Agencies may maintain existing trails in wilderness, but generally cannot build new ones. The use of wheelchairs, including motorized wheelchairs, is permitted in wilderness areas when the wheelchair is a medical necessity.
Grazing is allowed to continue at levels consistent with sound resource management if it existed prior to the designation of the area as a wilderness.
Basically, no new development of any kind of human construction nor transportation may be added in wilderness areas. Mineral extraction of any kind, unless grandfathered in cannot be pursued. This would also eliminate any kind of easements for crossing an area with such things as pipelines or power lines.

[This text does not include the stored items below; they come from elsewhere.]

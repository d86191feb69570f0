use std::collections::HashMap;
use std::process::Stdio;
use std::sync::Arc;
use std::time::Duration;

use async_trait::async_trait;
use scheduler_errors::{SchedulerError, SchedulerResult};
use serde::{Deserialize, Serialize};
use tokio::process::Command;
use tracing::{debug, info};

use crate::registry::TaskFactory;
use crate::task::{ScheduledTask, TaskContext};

/// Shell任务参数
#[derive(Debug, Clone, Serialize, Deserialize)]
pub struct ShellTaskParams {
    pub command: String,
    #[serde(default)]
    pub args: Vec<String>,
    #[serde(default)]
    pub working_dir: Option<String>,
    #[serde(default)]
    pub env: HashMap<String, String>,
}

/// Shell任务：运行外部命令，非零退出码视为失败
///
/// 运行被取消时子进程随之被终止。
#[derive(Debug, Default)]
pub struct ShellTask;

impl ShellTask {
    pub fn new() -> Self {
        Self
    }
}

const OUTPUT_TAIL_CHARS: usize = 512;

fn tail(output: &[u8]) -> String {
    let text = String::from_utf8_lossy(output);
    let text = text.trim();
    let skip = text.chars().count().saturating_sub(OUTPUT_TAIL_CHARS);
    text.chars().skip(skip).collect()
}

#[async_trait]
impl ScheduledTask for ShellTask {
    async fn execute(&self, ctx: TaskContext) -> SchedulerResult<()> {
        let params: ShellTaskParams = ctx.params()?;
        if params.command.trim().is_empty() {
            return Err(SchedulerError::invalid_params("Shell任务缺少command参数"));
        }

        info!(
            "执行Shell任务: task={}, command={}, args={:?}",
            ctx.task_name, params.command, params.args
        );

        let mut cmd = Command::new(&params.command);
        cmd.args(&params.args)
            .envs(&params.env)
            .stdin(Stdio::null())
            .stdout(Stdio::piped())
            .stderr(Stdio::piped())
            .kill_on_drop(true);
        if let Some(dir) = &params.working_dir {
            cmd.current_dir(dir);
        }

        let child = cmd
            .spawn()
            .map_err(|e| SchedulerError::task_execution(format!("启动Shell命令失败: {e}")))?;

        // 取消时丢弃 wait_with_output，kill_on_drop 负责终止子进程
        let output = tokio::select! {
            output = child.wait_with_output() => output
                .map_err(|e| SchedulerError::task_execution(format!("等待进程结束失败: {e}")))?,
            _ = ctx.cancelled() => return Err(SchedulerError::Cancelled),
        };

        if output.status.success() {
            debug!(
                "Shell任务执行完成: task={}, stdout={}",
                ctx.task_name,
                tail(&output.stdout)
            );
            Ok(())
        } else {
            let stderr = tail(&output.stderr);
            Err(SchedulerError::task_execution(if stderr.is_empty() {
                format!("命令执行失败，退出码: {:?}", output.status.code())
            } else {
                format!(
                    "命令执行失败，退出码: {:?}, stderr: {stderr}",
                    output.status.code()
                )
            }))
        }
    }
}

/// 保活任务参数
#[derive(Debug, Clone, Serialize, Deserialize)]
pub struct KeepAliveParams {
    pub url: String,
    /// 单次请求超时，未配置时依赖任务级超时和取消信号
    #[serde(default)]
    pub request_timeout_seconds: Option<u64>,
}

/// 保活任务：对目标地址发起GET请求，非2xx视为失败
pub struct KeepAliveTask {
    client: reqwest::Client,
}

impl KeepAliveTask {
    pub fn new() -> Self {
        Self {
            client: reqwest::Client::new(),
        }
    }
}

impl Default for KeepAliveTask {
    fn default() -> Self {
        Self::new()
    }
}

#[async_trait]
impl ScheduledTask for KeepAliveTask {
    async fn execute(&self, ctx: TaskContext) -> SchedulerResult<()> {
        let params: KeepAliveParams = ctx.params()?;
        if !params.url.starts_with("http://") && !params.url.starts_with("https://") {
            return Err(SchedulerError::invalid_params(format!(
                "保活任务的url必须以http://或https://开头: {}",
                params.url
            )));
        }

        let mut request = self.client.get(&params.url);
        if let Some(secs) = params.request_timeout_seconds {
            request = request.timeout(Duration::from_secs(secs));
        }

        let response = tokio::select! {
            response = request.send() => response
                .map_err(|e| SchedulerError::task_execution(format!("HTTP请求失败: {e}")))?,
            _ = ctx.cancelled() => return Err(SchedulerError::Cancelled),
        };

        let status = response.status();
        if status.is_success() {
            debug!("保活请求成功: task={}, status={}", ctx.task_name, status);
            Ok(())
        } else {
            Err(SchedulerError::task_execution(format!(
                "HTTP请求返回非成功状态码: {status}"
            )))
        }
    }
}

/// 宿主进程内置的任务类型清单
pub fn default_manifest() -> Vec<(String, TaskFactory)> {
    vec![
        (
            "shell".to_string(),
            Arc::new(|| Arc::new(ShellTask::new()) as Arc<dyn ScheduledTask>) as TaskFactory,
        ),
        (
            "keep_alive".to_string(),
            Arc::new(|| Arc::new(KeepAliveTask::new()) as Arc<dyn ScheduledTask>) as TaskFactory,
        ),
    ]
}

#[cfg(test)]
mod tests {
    use super::*;
    use crate::registry::TaskRegistry;
    use chrono::Utc;
    use tokio_util::sync::CancellationToken;

    fn context(kind: &str, parameters: serde_json::Value) -> TaskContext {
        TaskContext {
            task_id: 1,
            task_name: format!("{kind}-test"),
            kind: kind.to_string(),
            parameters,
            started_at: Utc::now(),
            cancellation: CancellationToken::new(),
        }
    }

    #[test]
    fn test_default_manifest_builds() {
        let registry = TaskRegistry::from_manifest(default_manifest()).unwrap();
        assert_eq!(
            registry.kinds(),
            vec!["keep_alive".to_string(), "shell".to_string()]
        );
    }

    #[test]
    fn test_tail_keeps_end_of_output() {
        let long = "x".repeat(OUTPUT_TAIL_CHARS) + "END";
        let tailed = tail(long.as_bytes());
        assert_eq!(tailed.chars().count(), OUTPUT_TAIL_CHARS);
        assert!(tailed.ends_with("END"));
        assert_eq!(tail(b"  short \n"), "short");
    }

    #[tokio::test]
    async fn test_shell_missing_command() {
        let result = ShellTask::new()
            .execute(context("shell", serde_json::json!({"args": ["x"]})))
            .await;
        assert!(matches!(result, Err(SchedulerError::InvalidTaskParams(_))));
    }

    #[cfg(unix)]
    #[tokio::test]
    async fn test_shell_success_and_failure() {
        let ok = ShellTask::new()
            .execute(context(
                "shell",
                serde_json::json!({"command": "sh", "args": ["-c", "echo hello"]}),
            ))
            .await;
        assert!(ok.is_ok());

        let failed = ShellTask::new()
            .execute(context(
                "shell",
                serde_json::json!({"command": "sh", "args": ["-c", "echo bad >&2; exit 3"]}),
            ))
            .await;
        let message = failed.unwrap_err().to_string();
        assert!(message.contains("bad"));
        assert!(message.contains('3'));
    }

    #[cfg(unix)]
    #[tokio::test]
    async fn test_shell_env_and_working_dir() {
        let dir = std::env::temp_dir().canonicalize().unwrap();
        let result = ShellTask::new()
            .execute(context(
                "shell",
                serde_json::json!({
                    "command": "sh",
                    "args": ["-c", "test \"$MARKER\" = yes && test \"$(pwd -P)\" = \"$EXPECTED\""],
                    "working_dir": dir.to_string_lossy(),
                    "env": {
                        "MARKER": "yes",
                        "EXPECTED": dir.to_string_lossy()
                    }
                }),
            ))
            .await;
        assert!(result.is_ok(), "{result:?}");
    }

    #[cfg(unix)]
    #[tokio::test]
    async fn test_shell_cancellation() {
        let ctx = context("shell", serde_json::json!({"command": "sleep", "args": ["30"]}));
        let token = ctx.cancellation.clone();
        let handle = tokio::spawn(async move { ShellTask::new().execute(ctx).await });

        tokio::time::sleep(Duration::from_millis(100)).await;
        token.cancel();

        let result = tokio::time::timeout(Duration::from_secs(5), handle)
            .await
            .expect("shell task did not observe cancellation")
            .unwrap();
        assert!(matches!(result, Err(SchedulerError::Cancelled)));
    }

    #[tokio::test]
    async fn test_keep_alive_rejects_bad_url() {
        let result = KeepAliveTask::new()
            .execute(context("keep_alive", serde_json::json!({"url": "localhost"})))
            .await;
        assert!(matches!(result, Err(SchedulerError::InvalidTaskParams(_))));
    }
}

What it takes away or adds to an individuals ability to use the public land that wilderness is designated upon is dependent upon that individual and their needs or desires. It would restrict many activities in those areas set for wilderness under the Red Rock Bill that are presently practiced there.
Wilderness designation would also end most business enterprises of most kinds that may want to use the area, particularly in the realm of mineral or energy development.